Portuguese Kale with Black Beans and Pine nuts aka Migas

I adore this side dish as I crave dark leafy greens sometimes and kale (in this case the green variety not the black which is also known as cavalo nero, which I love as well) is so delicious - it stays springy even when wilted and doesn't leave any grittiness on your teeth the way spinach sometimes can.

I like to serve this with either lemon and chilli pork, or even spicy fish.

Pictured: Portuguese Kale with Black Beans and Pine nuts

½ cup pine nuts
3 tbsp light olive oil
2 cloves garlic, smashed
1 bunch green kale
½ cup fresh (not dried) coarse breadcrumbs – I like to use sourdough or if you can a Portuguese cornbread – I break it up in a blender for a few seconds
¾
cup cooked black turtle beans (my favourite) or more traditional black eyed beans – you can use a tin of beans if short on time.
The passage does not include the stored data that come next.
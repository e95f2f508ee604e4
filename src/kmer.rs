//! 2-bit packed nucleotide sequences and the 128-mer keys cut from them.
//!
//! Bases are packed 16 per `u32`, first base in the lowest two bits:
//! `A = 0`, `C = 1`, `G = 2`, anything else `3`. A [`Kmer128`] is eight such
//! words holding 128 consecutive bases, so it is a plain 32-byte key usable by
//! every sketch in this crate.

use std::fs::File;
use std::io::{BufRead, BufReader};
use std::path::Path;

use crate::error::SequenceError;

/// Number of bases in a k-mer key
pub const KMER_LEN: usize = 128;
const BASES_PER_WORD: usize = 16;

/// 128 bases packed 2 bits each
pub type Kmer128 = [u32; KMER_LEN / BASES_PER_WORD];

#[inline]
fn base_code(base: u8) -> u32 {
    match base.to_ascii_uppercase() {
        b'A' => 0,
        b'C' => 1,
        b'G' => 2,
        _ => 3,
    }
}

/// Nucleotide sequence packed 2 bits per base
#[derive(Clone, Debug, PartialEq, Eq)]
pub struct PackedSequence {
    len: usize,
    /// Packed bases padded with `A`, plus one spare zero word
    words: Box<[u32]>,
}

impl PackedSequence {
    /// Pack raw bases.
    pub fn from_bases(bases: &[u8]) -> Result<Self, SequenceError> {
        if bases.is_empty() {
            return Err(SequenceError::Empty);
        }

        let mut words = vec![0u32; bases.len().div_ceil(BASES_PER_WORD) + 1];
        for (i, &b) in bases.iter().enumerate() {
            words[i / BASES_PER_WORD] |= base_code(b) << ((i % BASES_PER_WORD) * 2);
        }

        let seq = Self {
            len: bases.len(),
            words: words.into_boxed_slice(),
        };
        tracing::debug!(len = seq.len, kmers = seq.num_kmers(), "packed sequence");
        Ok(seq)
    }

    /// Read the first record of a FASTA stream.
    ///
    /// The `>` header is skipped, as are `;` comments and blank lines. Reading
    /// stops at the header of the next record.
    pub fn from_fasta<R: BufRead>(reader: R) -> Result<Self, SequenceError> {
        let mut bases = Vec::new();
        let mut in_record = false;
        for line in reader.split(b'\n') {
            let line = line?;
            let line = line.trim_ascii();
            match line.first() {
                None | Some(b';') => continue,
                Some(b'>') if in_record || !bases.is_empty() => break,
                Some(b'>') => in_record = true,
                Some(_) => bases.extend_from_slice(line),
            }
        }
        Self::from_bases(&bases)
    }

    /// Open and read a FASTA file, see [`PackedSequence::from_fasta`].
    pub fn open<P: AsRef<Path>>(path: P) -> Result<Self, SequenceError> {
        let file = File::open(path)?;
        Self::from_fasta(BufReader::new(file))
    }

    /// Return number of bases
    #[inline]
    pub fn len(&self) -> usize {
        self.len
    }

    #[inline]
    pub fn is_empty(&self) -> bool {
        self.len == 0
    }

    /// Return number of 128-mers starting at offsets `0..num_kmers()`
    #[inline]
    pub fn num_kmers(&self) -> usize {
        (self.len + 1).saturating_sub(KMER_LEN)
    }

    /// Return base code at `pos`
    #[inline]
    pub fn base(&self, pos: usize) -> u32 {
        assert!(pos < self.len, "base {pos} out of range for {} bases", self.len);
        (self.words[pos / BASES_PER_WORD] >> ((pos % BASES_PER_WORD) * 2)) & 0b11
    }

    /// Return the 128-mer starting at base `offset`.
    ///
    /// Word `i` of the result holds bases `offset + 16 * i ..offset + 16 * i + 16`.
    ///
    /// # Panics
    ///
    /// Panics if `offset >= num_kmers()`.
    pub fn kmer(&self, offset: usize) -> Kmer128 {
        assert!(
            offset < self.num_kmers(),
            "k-mer offset {offset} out of range for {} bases",
            self.len
        );
        let first = offset / BASES_PER_WORD;
        let shift = (offset % BASES_PER_WORD) * 2;
        let mut kmer = Kmer128::default();
        for (i, word) in kmer.iter_mut().enumerate() {
            let lo = self.words[first + i];
            *word = if shift == 0 {
                lo
            } else {
                (lo >> shift) | (self.words[first + i + 1] << (32 - shift))
            };
        }
        kmer
    }

    /// Iterate over all 128-mers in offset order
    pub fn kmers(&self) -> impl Iterator<Item = Kmer128> + '_ {
        (0..self.num_kmers()).map(move |offset| self.kmer(offset))
    }
}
Otherwise soak the dried beans overnight in lots of water, drain and bring a pot of water to the boil (no salt!) and simmer the beans for 30-40 minutes. Drain again. (In Latin America they like to drink the black cooking liquid from turtle beans as a broth or soup).

Strip the leaves off the kale stalks and roughly slice by rolling them and shredding with a sharp knife. Wash and drain.  

Heat a large and deep fry pan to med, add the pine nuts and toast them gently- remove and set aside to cool.

Place the pan back on the heat, add 2 tbsp of the olive oil and once warmed, add the garlic to flavour the oil for a minute without burning the garlic. (I like to tip the pan so the oil is in one large pool with the garlic sizzling away in the middle). Remove the garlic and discard (or dice finely later and add again at the end when serving). While the oil is still hot, add the roughly crumbled bread and fry until golden brown. Set aside the crumbs and rinse the pan quickly.

Place the pan back on the med heat add another tbsps of oil, throw in the kale (it will crackle as the water from the leaves hits the pan but the slight moisture helps wilt and steam the kale). Add the cooked black beans at the same time and stir to combine. I sometimes add a splash of garlic oil at this stage to add more flavour. Season with sea salt and black pepper.

Once the leaves are wilted, mix in the pine nuts and spoon the mix into a large serving bowl, sprinkle over the crumbs and serve.